*** DATASET CONTENT ***

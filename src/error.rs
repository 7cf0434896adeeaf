use std::io::Error as IoError;

use argon2::Error as Argon2Error;
use jsonwebtoken::errors::{Error as JwtError, ErrorKind as JwtErrorKind};
use log::{error, warn};
use rocket::{
    http::{Status, StatusClass},
    response::{self, status::Custom, Responder},
    serde::json::{serde_json::Error as JsonError, Json},
    Request,
};
use serde::Serialize;
use thiserror::Error;

pub type Result<T> = std::result::Result<T, Error>;

#[derive(Debug, Error)]
pub enum Error {
    #[error("{1}")]
    Status(Status, String),
    #[error(transparent)]
    Jwt(#[from] JwtError),
    #[error(transparent)]
    Argon2(#[from] Argon2Error),
    #[error("Storage error: {0}")]
    Io(#[from] IoError),
    #[error("Malformed data file: {0}")]
    Json(#[from] JsonError),
}

impl Error {
    /// Something that was looked up does not exist.
    pub fn not_found<S: Into<String>>(what: S) -> Self {
        Self::Status(Status::NotFound, format!("{} not found", what.into()))
    }

    /// The request was well-formed but not acceptable.
    pub fn bad_request<S: Into<String>>(reason: S) -> Self {
        Self::Status(Status::BadRequest, reason.into())
    }

    pub fn status(&self) -> Status {
        match self {
            Self::Status(status, _) => *status,
            Self::Jwt(err) => match err.kind() {
                JwtErrorKind::ExpiredSignature | JwtErrorKind::ImmatureSignature => {
                    Status::Unauthorized
                }
                _ => Status::BadRequest,
            },
            Self::Argon2(_) | Self::Io(_) | Self::Json(_) => Status::InternalServerError,
        }
    }
}

/// The JSON body of every error response.
#[derive(Serialize)]
struct ErrorBody {
    error: String,
}

impl<'r, 'o: 'r> Responder<'r, 'o> for Error {
    fn respond_to(self, req: &'r Request<'_>) -> response::Result<'o> {
        let status = self.status();
        if status.class() == StatusClass::ServerError {
            error!("{} {}: {self}", req.method(), req.uri());
        } else {
            warn!("{} {}: {self}", req.method(), req.uri());
        }
        // Internal details stay in the log.
        let message = match status.class() {
            StatusClass::ServerError => "Internal server error".to_string(),
            _ => self.to_string(),
        };
        Custom(status, Json(ErrorBody { error: message })).respond_to(req)
    }
}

*** End of DATASET CONTENT ***

> DESCRIPTION OF THE TASK
Looking at the records above, say how many lines hold the string "StatusClass". Write nothing but the number.

> TASK RESPONSE
3